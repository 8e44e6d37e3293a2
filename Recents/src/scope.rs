//! Scoped access to capability-protected locations
//!
//! [`ScopeGuard`] calls `begin_access` when acquired and `end_access` when
//! dropped. Because release happens in `Drop`, it also runs when the body
//! returns early, fails, panics, or when an async workflow holding the
//! guard is dropped before it finishes.

use std::fmt;
use std::future::Future;
use std::sync::Arc;

use crate::capability::{AccessCapability, CapabilityProvider};
use crate::error::{Error, Result};

/// Active access grant for one capability. Released exactly once on drop.
pub struct ScopeGuard {
    provider: Arc<dyn CapabilityProvider>,
    capability: AccessCapability,
}

impl fmt::Debug for ScopeGuard {
    fn fmt(&self, f: &mut fmt::Formatter<'_>) -> fmt::Result {
        f.debug_struct("ScopeGuard")
            .field("key", &self.capability.key())
            .finish_non_exhaustive()
    }
}

impl ScopeGuard {
    /// Begin access to `capability`.
    ///
    /// # Errors
    ///
    /// Returns [`Error::AccessDenied`] if the provider refuses the grant; in
    /// that case `end_access` is never called.
    pub fn acquire(provider: Arc<dyn CapabilityProvider>, capability: AccessCapability) -> Result<Self> {
        if !provider.begin_access(&capability) {
            return Err(Error::AccessDenied {
                key: capability.key().to_string(),
            });
        }
        tracing::debug!("Access granted: {}", capability.key());
        Ok(Self { provider, capability })
    }

    #[must_use]
    pub fn capability(&self) -> &AccessCapability {
        &self.capability
    }
}

impl Drop for ScopeGuard {
    fn drop(&mut self) {
        self.provider.end_access(&self.capability);
        tracing::debug!("Access released: {}", self.capability.key());
    }
}

/// Run `body` while holding access to `capability`.
///
/// # Errors
///
/// Returns [`Error::AccessDenied`] without running `body` if access is refused.
pub fn with_scope<R>(
    provider: Arc<dyn CapabilityProvider>,
    capability: AccessCapability,
    body: impl FnOnce(&AccessCapability) -> R,
) -> Result<R> {
    let guard = ScopeGuard::acquire(provider, capability)?;
    Ok(body(guard.capability()))
}

/// Async form of [`with_scope`]. The grant is held across every await in
/// `body` and released even if the returned future is dropped early.
///
/// # Errors
///
/// Returns [`Error::AccessDenied`] without running `body` if access is refused.
pub async fn with_scope_async<R, F, Fut>(
    provider: Arc<dyn CapabilityProvider>,
    capability: AccessCapability,
    body: F,
) -> Result<R>
where
    F: FnOnce(AccessCapability) -> Fut,
    Fut: Future<Output = R>,
{
    let guard = ScopeGuard::acquire(provider, capability)?;
    let output = body(guard.capability().clone()).await;
    drop(guard);
    Ok(output)
}

#[cfg(test)]
mod tests {
    use super::*;
    use std::panic::{AssertUnwindSafe, catch_unwind};
    use std::path::{Path, PathBuf};
    use std::sync::atomic::{AtomicBool, AtomicUsize, Ordering};

    #[derive(Default)]
    struct CountingProvider {
        deny: AtomicBool,
        begins: AtomicUsize,
        ends: AtomicUsize,
    }

    impl CapabilityProvider for CountingProvider {
        fn create(&self, location: &Path) -> Result<AccessCapability> {
            Ok(AccessCapability::new(Vec::new(), location.display().to_string()))
        }

        fn resolve(&self, capability: &AccessCapability) -> Result<PathBuf> {
            Ok(PathBuf::from(capability.key()))
        }

        fn begin_access(&self, _capability: &AccessCapability) -> bool {
            self.begins.fetch_add(1, Ordering::SeqCst);
            !self.deny.load(Ordering::SeqCst)
        }

        fn end_access(&self, _capability: &AccessCapability) {
            self.ends.fetch_add(1, Ordering::SeqCst);
        }
    }

    fn cap() -> AccessCapability {
        AccessCapability::new(Vec::new(), "/a/doc.txt".to_string())
    }

    #[test]
    fn test_body_runs_inside_scope() {
        let provider = Arc::new(CountingProvider::default());
        let seen = with_scope(provider.clone(), cap(), |c| {
            assert_eq!(provider.ends.load(Ordering::SeqCst), 0);
            c.key().to_string()
        })
        .unwrap();
        assert_eq!(seen, "/a/doc.txt");
        assert_eq!(provider.begins.load(Ordering::SeqCst), 1);
        assert_eq!(provider.ends.load(Ordering::SeqCst), 1);
    }

    #[test]
    fn test_failing_body_still_releases() {
        let provider = Arc::new(CountingProvider::default());
        let result: Result<std::result::Result<(), &str>> =
            with_scope(provider.clone(), cap(), |_| Err("load failed"));
        assert!(matches!(result, Ok(Err("load failed"))));
        assert_eq!(provider.ends.load(Ordering::SeqCst), 1);
    }

    #[test]
    fn test_panicking_body_still_releases() {
        let provider = Arc::new(CountingProvider::default());
        let p = provider.clone();
        let outcome = catch_unwind(AssertUnwindSafe(move || {
            with_scope::<()>(p, cap(), |_| panic!("boom"))
        }));
        assert!(outcome.is_err());
        assert_eq!(provider.ends.load(Ordering::SeqCst), 1);
    }

    #[test]
    fn test_denied_skips_body_and_release() {
        let provider = Arc::new(CountingProvider::default());
        provider.deny.store(true, Ordering::SeqCst);
        let mut ran = false;
        let result = with_scope(provider.clone(), cap(), |_| ran = true);
        assert!(matches!(result, Err(Error::AccessDenied { .. })));
        assert!(!ran);
        assert_eq!(provider.ends.load(Ordering::SeqCst), 0);
    }
}
use std::fs;
use std::path::PathBuf;
use std::sync::Arc;

use recents::{JsonSettings, PathCapabilities, RecentsStore, normalize_key};
use tempfile::TempDir;
use welcomekit::{
    ContentKind, Document, FsDocuments, OpenDialogConfig, PresetDialogs, SaveDialogConfig,
    SaveMode, Welcome,
};

fn welcome(settings: &std::path::Path, dialogs: PresetDialogs) -> Welcome<PresetDialogs, FsDocuments> {
    let store = RecentsStore::new(
        Arc::new(JsonSettings::new(settings)),
        Arc::new(PathCapabilities),
    );
    Welcome::new(Arc::new(store), dialogs, FsDocuments)
}

#[tokio::test]
async fn test_create_then_reopen_after_restart() {
    let temp = TempDir::new().unwrap();
    let settings = temp.path().join("config").join("settings.json");
    let target = temp.path().join("docs").join("Notes.txt");

    let dialogs = PresetDialogs::new();
    dialogs.answer_save(&target);
    let app = welcome(&settings, dialogs)
        .map_creator(|c| c.with_content(|_, _| b"first line\n".to_vec()));

    let created = app
        .create_document(&SaveDialogConfig::default(), SaveMode::File)
        .await
        .into_result()
        .unwrap()
        .unwrap();
    assert_eq!(created.path(), Some(target.as_path()));
    assert_eq!(fs::read_to_string(&target).unwrap(), "first line\n");
    drop(app);

    // Fresh store over the same settings file
    let app = welcome(&settings, PresetDialogs::new());
    let list = app.recents_list();
    assert_eq!(list.items(), &[PathBuf::from(normalize_key(&target))]);

    let reopened = app.open_recent(&list.items()[0]).await.completed().unwrap();
    assert_eq!(
        reopened,
        Document::Text {
            path: Some(list.items()[0].clone()),
            text: "first line\n".to_string()
        }
    );
}

#[tokio::test]
async fn test_package_project_on_disk() {
    let temp = TempDir::new().unwrap();
    let settings = temp.path().join("settings.json");
    let container = temp.path().join("Garden");

    let dialogs = PresetDialogs::new();
    dialogs.answer_save(&container);
    let app = welcome(&settings, dialogs);
    let config = SaveDialogConfig {
        default_kind: ContentKind::new("Garden Project", &["garden"]),
        directory: None,
        ..SaveDialogConfig::default()
    };

    let outcome = app.create_document(&config, SaveMode::Package).await;
    assert!(outcome.is_completed());

    let inner = container.join("Garden.garden");
    assert!(inner.is_file());
    assert_eq!(app.store().list(), vec![PathBuf::from(normalize_key(&inner))]);
}

#[tokio::test]
async fn test_open_folder_and_missing_file() {
    let temp = TempDir::new().unwrap();
    let settings = temp.path().join("settings.json");
    let project = temp.path().join("Project");
    fs::create_dir(&project).unwrap();
    fs::write(project.join("main.txt"), "").unwrap();

    let dialogs = PresetDialogs::new();
    dialogs.answer_open(&project);
    dialogs.answer_open(temp.path().join("gone.txt"));
    let app = welcome(&settings, dialogs);

    let folder = app
        .open_document(&OpenDialogConfig::folders())
        .await
        .completed()
        .unwrap();
    assert!(matches!(folder, Document::Folder { ref entries, .. } if entries.len() == 1));

    // Capability cannot be created for a missing file
    let missing = app.open_document(&OpenDialogConfig::default()).await;
    assert!(matches!(
        missing.error(),
        Some(welcomekit::Error::Recents(recents::Error::CapabilityCreation { .. }))
    ));
    assert_eq!(app.store().len(), 1);
}

#[tokio::test]
async fn test_presented_hook_on_facade() {
    let temp = TempDir::new().unwrap();
    let shown = Arc::new(std::sync::atomic::AtomicUsize::new(0));
    let counter = shown.clone();
    let app = welcome(&temp.path().join("settings.json"), PresetDialogs::new()).on_presented(move || {
        counter.fetch_add(1, std::sync::atomic::Ordering::SeqCst);
    });

    assert!(app.open_document(&OpenDialogConfig::default()).await.is_cancelled());
    assert!(
        app.create_document(&SaveDialogConfig::default(), SaveMode::File)
            .await
            .is_cancelled()
    );
    assert_eq!(shown.load(std::sync::atomic::Ordering::SeqCst), 2);
}
//! Content kinds and dialog configurations

use std::path::PathBuf;

use serde::{Deserialize, Serialize};

/// A kind of document content the dialogs can filter on
#[derive(Debug, Clone, PartialEq, Eq, Hash, Serialize, Deserialize)]
pub struct ContentKind {
    /// Human readable name shown next to the filter
    pub name: String,
    /// File extensions without the dot, preferred one first
    #[serde(default)]
    pub extensions: Vec<String>,
    /// Whether documents of this kind are directories
    #[serde(default)]
    pub is_directory: bool,
}

impl ContentKind {
    #[must_use]
    pub fn new(name: impl Into<String>, extensions: &[&str]) -> Self {
        Self {
            name: name.into(),
            extensions: extensions.iter().map(|e| (*e).to_string()).collect(),
            is_directory: false,
        }
    }

    #[must_use]
    pub fn plain_text() -> Self {
        Self::new("Plain Text", &["txt", "text"])
    }

    #[must_use]
    pub fn folder() -> Self {
        Self {
            name: "Folder".to_string(),
            extensions: Vec::new(),
            is_directory: true,
        }
    }

    /// Extension used when the toolkit has to name a file of this kind
    #[must_use]
    pub fn preferred_extension(&self) -> Option<&str> {
        self.extensions.first().map(String::as_str)
    }
}

// Default value functions for serde
fn default_open_title() -> String {
    "Open Document".to_string()
}
fn default_kinds() -> Vec<ContentKind> {
    vec![ContentKind::plain_text()]
}
fn default_true() -> bool {
    true
}
fn default_directory() -> Option<PathBuf> {
    dirs::document_dir()
}
fn default_prompt() -> String {
    "Create Document".to_string()
}
fn default_name_field_label() -> String {
    "File Name:".to_string()
}
fn default_file_name() -> String {
    "Untitled".to_string()
}
fn default_save_title() -> String {
    "Create a New Document".to_string()
}

/// Settings for the open dialog
#[derive(Debug, Clone, PartialEq, Eq, Serialize, Deserialize)]
pub struct OpenDialogConfig {
    #[serde(default = "default_open_title")]
    pub title: String,
    #[serde(default = "default_kinds")]
    pub allowed_kinds: Vec<ContentKind>,
    #[serde(default = "default_true")]
    pub can_choose_files: bool,
    #[serde(default)]
    pub can_choose_directories: bool,
    /// Initial directory; the user's documents folder by default
    #[serde(default = "default_directory")]
    pub directory: Option<PathBuf>,
}

impl Default for OpenDialogConfig {
    fn default() -> Self {
        Self {
            title: default_open_title(),
            allowed_kinds: default_kinds(),
            can_choose_files: true,
            can_choose_directories: false,
            directory: default_directory(),
        }
    }
}

impl OpenDialogConfig {
    /// Configuration that only picks directories
    #[must_use]
    pub fn folders() -> Self {
        Self {
            title: "Open Folder".to_string(),
            allowed_kinds: vec![ContentKind::folder()],
            can_choose_files: false,
            can_choose_directories: true,
            directory: default_directory(),
        }
    }
}

/// Settings for the save (create) dialog
#[derive(Debug, Clone, PartialEq, Eq, Serialize, Deserialize)]
pub struct SaveDialogConfig {
    /// Action button title
    #[serde(default = "default_prompt")]
    pub prompt: String,
    #[serde(default = "default_name_field_label")]
    pub name_field_label: String,
    #[serde(default = "default_file_name")]
    pub default_file_name: String,
    #[serde(default = "default_kinds")]
    pub allowed_kinds: Vec<ContentKind>,
    /// Kind of the document being created; names the file in package mode
    #[serde(default = "ContentKind::plain_text")]
    pub default_kind: ContentKind,
    #[serde(default = "default_save_title")]
    pub title: String,
    #[serde(default = "default_directory")]
    pub directory: Option<PathBuf>,
}

impl Default for SaveDialogConfig {
    fn default() -> Self {
        Self {
            prompt: default_prompt(),
            name_field_label: default_name_field_label(),
            default_file_name: default_file_name(),
            allowed_kinds: default_kinds(),
            default_kind: ContentKind::plain_text(),
            title: default_save_title(),
            directory: default_directory(),
        }
    }
}

/// How the location chosen in a save dialog maps to the document path
#[derive(Debug, Clone, Copy, PartialEq, Eq, Default, Serialize, Deserialize)]
pub enum SaveMode {
    /// The chosen path is the document itself
    #[default]
    File,
    /// The chosen path is a container directory holding
    /// `<container>/<container-name>.<ext>`
    Package,
}

#[cfg(test)]
mod tests {
    use super::*;

    #[test]
    fn test_open_defaults() {
        let config = OpenDialogConfig::default();
        assert_eq!(config.title, "Open Document");
        assert_eq!(config.allowed_kinds, vec![ContentKind::plain_text()]);
        assert!(config.can_choose_files);
        assert!(!config.can_choose_directories);
    }

    #[test]
    fn test_save_config_from_partial_json() {
        let config: SaveDialogConfig =
            serde_json::from_str(r#"{"default_file_name": "Notes", "directory": null}"#).unwrap();
        assert_eq!(config.default_file_name, "Notes");
        assert_eq!(config.prompt, "Create Document");
        assert_eq!(config.name_field_label, "File Name:");
        assert_eq!(config.default_kind.preferred_extension(), Some("txt"));
        assert_eq!(config.directory, None);
    }

    #[test]
    fn test_folder_kind_has_no_extension() {
        assert_eq!(ContentKind::folder().preferred_extension(), None);
        assert!(ContentKind::folder().is_directory);
    }
}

--------------------------------

Reproduce exactly every line that sits between the start of the entries and the line bearing "is never called.", counting both of those lines.

repository 8e44e6d37e3293a2
filename Recents/src/scope.rs
//! Scoped access to capability-protected locations
//!
//! [`ScopeGuard`] calls `begin_access` when acquired and `end_access` when
//! dropped. Because release happens in `Drop`, it also runs when the body
//! returns early, fails, panics, or when an async workflow holding the
//! guard is dropped before it finishes.

use std::fmt;
use std::future::Future;
use std::sync::Arc;

use crate::capability::{AccessCapability, CapabilityProvider};
use crate::error::{Error, Result};

/// Active access grant for one capability. Released exactly once on drop.
pub struct ScopeGuard {
    provider: Arc<dyn CapabilityProvider>,
    capability: AccessCapability,
}

impl fmt::Debug for ScopeGuard {
    fn fmt(&self, f: &mut fmt::Formatter<'_>) -> fmt::Result {
        f.debug_struct("ScopeGuard")
            .field("key", &self.capability.key())
            .finish_non_exhaustive()
    }
}

impl ScopeGuard {
    /// Begin access to `capability`.
    ///
    /// # Errors
    ///
    /// Returns [`Error::AccessDenied`] if the provider refuses the grant; in
    /// that case `end_access` is never called.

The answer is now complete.